**Description of the task**.
Send back every line of the data exactly.

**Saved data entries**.
==============================

//! Navigation tree conversion.

use serde_json::Value;

use crate::errors::MarshalError;
use crate::raw::RawNavigationTree;
use crate::records::{NavigationTree, TextSpan};

use super::{convert_each, decode};

/// Converts a whole raw navigation tree eagerly.
pub(crate) fn convert(raw: Value) -> Result<NavigationTree, MarshalError> {
    if raw.is_null() {
        return Err(MarshalError::Missing {
            item: "navigation tree",
        });
    }
    let root: RawNavigationTree = decode("navigation tree", raw)?;
    Ok(convert_node(root))
}

fn convert_node(raw: RawNavigationTree) -> NavigationTree {
    let span = raw
        .name_span
        .or_else(|| raw.spans.first().copied())
        .map(TextSpan::from);
    let children = convert_each("navigation node", raw.child_items, |value| {
        decode::<RawNavigationTree>("navigation node", value).map(convert_node)
    });

    NavigationTree {
        text: raw.text,
        kind: raw.kind,
        kind_modifiers: raw.kind_modifiers,
        span,
        children,
    }
}
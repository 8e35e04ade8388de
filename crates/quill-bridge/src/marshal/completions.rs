//! Completion list and completion detail conversion.

use serde_json::Value;

use crate::errors::MarshalError;
use crate::handle::ServiceHandle;
use crate::raw::{RawCompletionEntry, RawCompletionEntryDetails, RawCompletionInfo, RawSortText};
use crate::records::{
    CompletionEntry, CompletionEntryDetails, CompletionEntryFlags, CompletionList, TextSpan,
};

use super::text::merge_doc_parts;
use super::{code_actions, convert_each, decode, overview};

/// Converts raw completion info, `None` when the engine reported none.
pub(crate) fn convert(raw: Value) -> Result<Option<CompletionList>, MarshalError> {
    if raw.is_null() {
        return Ok(None);
    }
    let info: RawCompletionInfo = decode("completion list", raw)?;
    let default_span = info.optional_replacement_span.map(TextSpan::from);
    let entries = convert_each("completion entry", info.entries, |value| {
        convert_entry(decode("completion entry", value)?, default_span)
    });

    Ok(Some(CompletionList {
        is_member_completion: info.is_member_completion,
        is_new_identifier_location: info.is_new_identifier_location,
        is_incomplete: info.is_incomplete,
        entries,
    }))
}

fn convert_entry(
    raw: RawCompletionEntry,
    default_span: Option<TextSpan>,
) -> Result<CompletionEntry, MarshalError> {
    let rank = match &raw.sort_text {
        RawSortText::Number(rank) => *rank,
        RawSortText::Text(text) => parse_rank(text).ok_or_else(|| MarshalError::SortText {
            name: raw.name.clone(),
            sort_text: text.clone(),
        })?,
    };

    Ok(CompletionEntry {
        name: raw.name,
        kind: raw.kind,
        kind_modifiers: raw.kind_modifiers,
        flags: CompletionEntryFlags {
            has_action: raw.has_action,
            is_recommended: raw.is_recommended,
            is_from_unchecked_file: raw.is_from_unchecked_file,
            is_snippet: raw.is_snippet,
            is_package_json_import: raw.is_package_json_import,
        },
        insert_text: raw.insert_text,
        replacement_span: raw.replacement_span.map(TextSpan::from).or(default_span),
        rank,
        source: raw.source,
    })
}

/// Integer value of the first run of ASCII digits in `sort_text`.
fn parse_rank(sort_text: &str) -> Option<u32> {
    let digits: String = sort_text
        .chars()
        .skip_while(|character| !character.is_ascii_digit())
        .take_while(char::is_ascii_digit)
        .collect();
    digits.parse().ok()
}

/// Converts raw completion entry details, `None` when the engine had none.
pub(crate) fn convert_details(
    service: &ServiceHandle,
    raw: Value,
) -> Result<Option<CompletionEntryDetails>, MarshalError> {
    if raw.is_null() {
        return Ok(None);
    }
    let details: RawCompletionEntryDetails = decode("completion details", raw)?;

    Ok(Some(CompletionEntryDetails {
        name: details.name,
        kind: details.kind,
        kind_modifiers: details.kind_modifiers,
        display: merge_doc_parts(details.display_parts.as_deref()),
        documentation: merge_doc_parts(details.documentation.as_deref()),
        tags: overview::convert_tags(details.tags),
        code_actions: code_actions::convert(service, details.code_actions.unwrap_or_default()),
    }))
}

==============================

**Your response**.
//! Navigation tree conversion.

use serde_json::Value;

use crate::errors::MarshalError;
use crate::raw::RawNavigationTree;
use crate::records::{NavigationTree, TextSpan};

use super::{convert_each, decode};

/// Converts a whole raw navigation tree eagerly.
pub(crate) fn convert(raw: Value) -> Result<NavigationTree, MarshalError> {
    if raw.is_null() {
        return Err(MarshalError::Missing {
            item: "navigation tree",
        });
    }
    let root: RawNavigationTree = decode("navigation tree", raw)?;
    Ok(convert_node(root))
}

fn convert_node(raw: RawNavigationTree) -> NavigationTree {
    let span = raw
        .name_span
        .or_else(|| raw.spans.first().copied())
        .map(TextSpan::from);
    let children = convert_each("navigation node", raw.child_items, |value| {
        decode::<RawNavigationTree>("navigation node", value).map(convert_node)
    });

    NavigationTree {
        text: raw.text,
        kind: raw.kind,
        kind_modifiers: raw.kind_modifiers,
        span,
        children,
    }
}
repository 8e35e04ade8388de
filename crates/quill-bridge/src/marshal/completions.rs
//! Completion list and completion detail conversion.

use serde_json::Value;

use crate::errors::MarshalError;
use crate::handle::ServiceHandle;
use crate::raw::{RawCompletionEntry, RawCompletionEntryDetails, RawCompletionInfo, RawSortText};
use crate::records::{
    CompletionEntry, CompletionEntryDetails, CompletionEntryFlags, CompletionList, TextSpan,
};

use super::text::merge_doc_parts;
use super::{code_actions, convert_each, decode, overview};

/// Converts raw completion info, `None` when the engine reported none.
pub(crate) fn convert(raw: Value) -> Result<Option<CompletionList>, MarshalError> {
    if raw.is_null() {
        return Ok(None);
    }
    let info: RawCompletionInfo = decode("completion list", raw)?;
    let default_span = info.optional_replacement_span.map(TextSpan::from);
    let entries = convert_each("completion entry", info.entries, |value| {
        convert_entry(decode("completion entry", value)?, default_span)
    });

    Ok(Some(CompletionList {
        is_member_completion: info.is_member_completion,
        is_new_identifier_location: info.is_new_identifier_location,
        is_incomplete: info.is_incomplete,
        entries,
    }))
}

fn convert_entry(
    raw: RawCompletionEntry,
    default_span: Option<TextSpan>,
) -> Result<CompletionEntry, MarshalError> {
    let rank = match &raw.sort_text {
        RawSortText::Number(rank) => *rank,
        RawSortText::Text(text) => parse_rank(text).ok_or_else(|| MarshalError::SortText {
            name: raw.name.clone(),
            sort_text: text.clone(),
        })?,
    };

    Ok(CompletionEntry {
        name: raw.name,
        kind: raw.kind,
        kind_modifiers: raw.kind_modifiers,
        flags: CompletionEntryFlags {
            has_action: raw.has_action,
            is_recommended: raw.is_recommended,
            is_from_unchecked_file: raw.is_from_unchecked_file,
            is_snippet: raw.is_snippet,
            is_package_json_import: raw.is_package_json_import,
        },
        insert_text: raw.insert_text,
        replacement_span: raw.replacement_span.map(TextSpan::from).or(default_span),
        rank,
        source: raw.source,
    })
}

/// Integer value of the first run of ASCII digits in `sort_text`.
fn parse_rank(sort_text: &str) -> Option<u32> {
    let digits: String = sort_text
        .chars()
        .skip_while(|character| !character.is_ascii_digit())
        .take_while(char::is_ascii_digit)
        .collect();
    digits.parse().ok()
}

/// Converts raw completion entry details, `None` when the engine had none.
pub(crate) fn convert_details(
    service: &ServiceHandle,
    raw: Value,
) -> Result<Option<CompletionEntryDetails>, MarshalError> {
    if raw.is_null() {
        return Ok(None);
    }
    let details: RawCompletionEntryDetails = decode("completion details", raw)?;

    Ok(Some(CompletionEntryDetails {
        name: details.name,
        kind: details.kind,
        kind_modifiers: details.kind_modifiers,
        display: merge_doc_parts(details.display_parts.as_deref()),
        documentation: merge_doc_parts(details.documentation.as_deref()),
        tags: overview::convert_tags(details.tags),
        code_actions: code_actions::convert(service, details.code_actions.unwrap_or_default()),
    }))
}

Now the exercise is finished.